During the course of the
inspection, the inspectors were advised that data sheets for
the blowdown Barton calibration are being revised to require
review if out of tolerance conditions are detected.
Additionally, the inspectors were advised that the licensee
has implemented a post-calibration review for data sheets
for trending purposes. A subsequent licensee assessment
determined that this instrument miscalibration introduced an
error of less than 1.5 megawatts thermal.
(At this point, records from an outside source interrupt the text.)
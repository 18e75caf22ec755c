//! Stable identifiers for checks and finding codes.
//!
//! `check_id` is a dotted namespace. `code` is a short snake_case discriminator.

// Checks
pub const CHECK_SENSITIVE_ENFORCEMENT: &str = "sensitive.enforcement";

// Codes: sensitive.enforcement
pub const CODE_MISSING_FROM_AUDIT: &str = "missing_from_audit";
pub const CODE_MISSING_SECURITY_ROLE: &str = "missing_security_role";
pub const CODE_POLICY_MISMATCH: &str = "policy_mismatch";

// Tool-level
pub const CHECK_TOOL_RUNTIME: &str = "tool.runtime";
pub const CODE_RUNTIME_ERROR: &str = "runtime_error";
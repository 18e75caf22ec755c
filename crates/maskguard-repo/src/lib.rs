//! Repository adapters: read the mapping, the column audit, and model schema files.
//!
//! This crate is allowed to do filesystem IO. Parsing entry points that take text
//! are public so callers and tests can skip the filesystem.

#![forbid(unsafe_code)]

mod audit;
mod mapping;
mod schema;

pub use audit::{parse_column_audit_csv, read_column_audit, REQUIRED_AUDIT_COLUMNS};
pub use mapping::{parse_mapping_yaml, read_mapping};
pub use schema::{discover_schema_files, load_schema, parse_schema_yaml};

/// Fuzz-friendly API for testing parsing robustness without filesystem access.
/// These functions are designed to never panic on any input.
pub mod fuzz {
    /// Parse arbitrary text as a mapping document. **Never panics** on any input.
    pub fn parse_mapping(text: &str) -> anyhow::Result<()> {
        let _ = super::parse_mapping_yaml(text)?;
        Ok(())
    }

    /// Parse arbitrary text as a column audit CSV. **Never panics** on any input.
    pub fn parse_audit(text: &str) -> anyhow::Result<()> {
        let _ = super::parse_column_audit_csv(text.as_bytes())?;
        Ok(())
    }

    /// Parse arbitrary text as a schema document. **Never panics** on any input.
    pub fn parse_schema(text: &str) -> anyhow::Result<()> {
        let _ = super::parse_schema_yaml(text)?;
        Ok(())
    }
}
use anyhow::Context;
use maskguard_render::{
    RenderableData, RenderableFinding, RenderableKind, RenderableReport, RenderableVerdictStatus,
};
use maskguard_types::{
    ids, Finding, FindingKind, MaskguardData, MaskguardReport, ReportEnvelope, ToolMeta, Verdict,
    SCHEMA_REPORT_V1,
};
use time::OffsetDateTime;

pub(crate) fn tool_meta() -> ToolMeta {
    ToolMeta {
        name: "maskguard".to_string(),
        version: env!("CARGO_PKG_VERSION").to_string(),
    }
}

pub fn parse_report_json(text: &str) -> anyhow::Result<MaskguardReport> {
    let value: serde_json::Value = serde_json::from_str(text).context("parse report json")?;

    let schema = value
        .get("schema")
        .and_then(|v| v.as_str())
        .unwrap_or_default();
    if schema != SCHEMA_REPORT_V1 {
        anyhow::bail!("unknown report schema: {schema:?} (expected {SCHEMA_REPORT_V1})");
    }

    serde_json::from_value(value).context("parse maskguard report")
}

pub fn serialize_report(report: &MaskguardReport) -> anyhow::Result<Vec<u8>> {
    serde_json::to_vec_pretty(report).context("serialize report")
}

pub fn to_renderable(report: &MaskguardReport) -> RenderableReport {
    RenderableReport {
        verdict: match report.verdict {
            Verdict::Pass => RenderableVerdictStatus::Pass,
            Verdict::Warn => RenderableVerdictStatus::Warn,
            Verdict::Fail => RenderableVerdictStatus::Fail,
            Verdict::Skip => RenderableVerdictStatus::Skip,
        },
        findings: report.findings.iter().map(renderable_finding).collect(),
        data: RenderableData {
            sensitive_fields: report.data.sensitive_fields,
            occurrences_checked: report.data.occurrences_checked,
            errors: report.data.errors,
            mismatches: report.data.mismatches,
            skipped_reason: report.data.skipped_reason.clone(),
        },
    }
}

fn renderable_finding(f: &Finding) -> RenderableFinding {
    RenderableFinding {
        kind: match f.kind {
            FindingKind::Error => RenderableKind::Error,
            FindingKind::Mismatch => RenderableKind::Mismatch,
        },
        check_id: f.check_id.clone(),
        code: f.code.clone(),
        model_name: f.model_name().map(str::to_string),
        column_name: f.column_name().unwrap_or_default().to_string(),
        expected_policy: f.expected_policy.clone(),
        actual_policy: f.actual_policy.clone(),
        message: f.message.clone(),
        help: f.help.clone(),
    }
}

/// Report for a run that had nothing to check.
pub fn skipped_report(started_at: OffsetDateTime, reason: String) -> MaskguardReport {
    ReportEnvelope {
        schema: SCHEMA_REPORT_V1.to_string(),
        tool: tool_meta(),
        started_at,
        finished_at: OffsetDateTime::now_utc(),
        verdict: Verdict::Skip,
        findings: Vec::new(),
        data: MaskguardData {
            skipped_reason: Some(reason),
            ..MaskguardData::default()
        },
    }
}

/// Receipt for a run that never reached a verdict (bad config, unreadable input).
pub fn runtime_error_report(message: &str) -> MaskguardReport {
    let now = OffsetDateTime::now_utc();
    ReportEnvelope {
        schema: SCHEMA_REPORT_V1.to_string(),
        tool: tool_meta(),
        started_at: now,
        finished_at: now,
        verdict: Verdict::Fail,
        findings: vec![Finding {
            kind: FindingKind::Error,
            check_id: ids::CHECK_TOOL_RUNTIME.to_string(),
            code: ids::CODE_RUNTIME_ERROR.to_string(),
            message: message.to_string(),
            column: None,
            expected_policy: None,
            actual_policy: None,
            help: Some("Fix the tool error and re-run maskguard.".to_string()),
            fingerprint: None,
        }],
        data: MaskguardData {
            errors: 1,
            ..MaskguardData::default()
        },
    }
}

#[cfg(test)]
mod tests {
    use super::*;
    use maskguard_types::ColumnRef;

    fn sample() -> MaskguardReport {
        let now = OffsetDateTime::now_utc();
        ReportEnvelope {
            schema: SCHEMA_REPORT_V1.to_string(),
            tool: tool_meta(),
            started_at: now,
            finished_at: now,
            verdict: Verdict::Warn,
            findings: vec![Finding {
                kind: FindingKind::Mismatch,
                check_id: ids::CHECK_SENSITIVE_ENFORCEMENT.to_string(),
                code: ids::CODE_POLICY_MISMATCH.to_string(),
                message: "override".to_string(),
                column: Some(ColumnRef {
                    model_name: Some("users".to_string()),
                    column_name: "email".to_string(),
                }),
                expected_policy: Some("mask_partial".to_string()),
                actual_policy: Some("mask_full".to_string()),
                help: None,
                fingerprint: Some("abc".to_string()),
            }],
            data: MaskguardData {
                sensitive_fields: 1,
                audit_rows: 1,
                occurrences_checked: 1,
                errors: 0,
                mismatches: 1,
                skipped_reason: None,
            },
        }
    }

    #[test]
    fn serialized_report_parses_back() {
        let report = sample();
        let bytes = serialize_report(&report).expect("serialize");
        let text = String::from_utf8(bytes).expect("utf8");
        let parsed = parse_report_json(&text).expect("parse");
        assert_eq!(parsed.findings, report.findings);
        assert_eq!(parsed.verdict, Verdict::Warn);
    }

    #[test]
    fn unknown_schema_is_rejected() {
        let err = parse_report_json(r#"{"schema":"other.report.v1"}"#).unwrap_err();
        assert!(err.to_string().contains("unknown report schema"));
    }

    #[test]
    fn renderable_keeps_column_and_policies() {
        let r = to_renderable(&sample());
        assert_eq!(r.verdict, RenderableVerdictStatus::Warn);
        let f = &r.findings[0];
        assert_eq!(f.kind, RenderableKind::Mismatch);
        assert_eq!(f.qualified(), "users.email");
        assert_eq!(f.actual_policy.as_deref(), Some("mask_full"));
    }

    #[test]
    fn runtime_error_report_fails() {
        let r = runtime_error_report("boom");
        assert_eq!(r.verdict, Verdict::Fail);
        assert_eq!(r.findings[0].check_id, ids::CHECK_TOOL_RUNTIME);
        assert_eq!(r.findings[0].message, "boom");
    }
}
use crate::{render_table, RenderableFinding, RenderableReport};

const YELLOW: &str = "\x1b[93m";
const RED: &str = "\x1b[91m";
const RESET: &str = "\x1b[0m";

#[derive(Clone, Copy, Debug, Default, PartialEq, Eq)]
pub struct ConsoleStyle {
    pub color: bool,
}

impl ConsoleStyle {
    pub fn plain() -> Self {
        Self { color: false }
    }

    pub fn colored() -> Self {
        Self { color: true }
    }

    fn paint(&self, code: &str, text: &str) -> String {
        if self.color {
            format!("{code}{text}{RESET}")
        } else {
            text.to_string()
        }
    }
}

/// Console report for an audit run.
///
/// Mismatches come first as an advisory block, errors follow as the error
/// block. A clean run renders nothing.
pub fn render_console(report: &RenderableReport, style: ConsoleStyle) -> String {
    let mut out = String::new();

    let mismatches: Vec<&RenderableFinding> = report.mismatches().collect();
    if !mismatches.is_empty() {
        let block = block(
            "[WARNING] Sensitive field policy mismatches detected:",
            &mismatches,
        );
        out.push_str(&style.paint(YELLOW, &block));
        out.push('\n');
    }

    let errors: Vec<&RenderableFinding> = report.errors().collect();
    if !errors.is_empty() {
        let block = block(
            "[ERROR] Detected sensitive field(s) not enforced in model:",
            &errors,
        );
        out.push_str(&style.paint(RED, &block));
        out.push('\n');
    }

    out
}

fn block(title: &str, findings: &[&RenderableFinding]) -> String {
    let mut out = String::new();
    out.push_str(title);
    out.push('\n');
    out.push_str(&render_table(findings.iter().copied()));
    out.push_str("\n[Details]\n");
    for f in findings {
        out.push_str(&format!(" \u{2022} {}: {}\n", f.qualified(), f.message));
    }
    out
}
The inspectors also noted from their review of the
calibration data sheets that the licensee is calibrating the
feedwater flow and steam generator blowdown Bartons to a
tolerance four times less restrictive than that specified by
the manufacturer. (Manufacturer +1/2%; licensee + 2%.) A
review of the completed calibration sheets revealed that all
three steam generator blowdown Bartons have exceeded the
more restrictive manufacturer's tolerance on at least one
calibration point during the most recent calibration.
(All
three Bartons met the licensee's less restrictive
calibration tolerance.)
Furthermore, DPI 1328B, Steam
Generator B Blowdown Differential Pressure, has been
readjusted during each of the last four calibrations (June
1991 to June 1994).
It was not apparent to the inspectors
that the impact on the calorimetric of this relaxed
instrument tolerance or the repetitive adjustment had been
evaluated by the licensee.
14
On October 20, 1994, the inspectors observed that the ERFIS
indication for steam generator pressure for loop 3 channel 2
differed by approximately 40 psig from the corresponding
RTGB indication.
Steam generator pressure as recorded in
ERFIS is used in the calorimetric. Similar, but smaller
deviations between the RTGB indication and ERFIS existed on
all other steam generator pressure channels. Subsequent
licensee reviews on October 26 and October 27, 1994,
indicated a deviation of between 47 psig and 48 psig for the
loop 3 channel 2 steam generator pressure indicators. The
licensee subsequently determined that the deviation was a
result of signal isolator PM-494D (ERFIS input) being out of
tolerance low and PI-494 (RTGB indicator) being out of
tolerance high. This condition was corrected by the
licensee on October 31, 1994. Simultaneous licensee
calorimetrics performed with RTGB steam generator pressures
versus ERFIS values performed on October 26, 1994, revealed
that this disparity in pressure readings for all steam
generators translated into a little less than a 2 megawatt
difference in core thermal power.
The calorimetric is equipped with routines which verify that
the input data falls within acceptable ranges. Typically,
the acceptable range is the instrument span. Additionally,
the calorimetric will flag unacceptable deviations between
the redundant steam generator pressure channels input to
ERFIS or unacceptable deviations from the average feedwater
temperature by any feedwater temperature instrument.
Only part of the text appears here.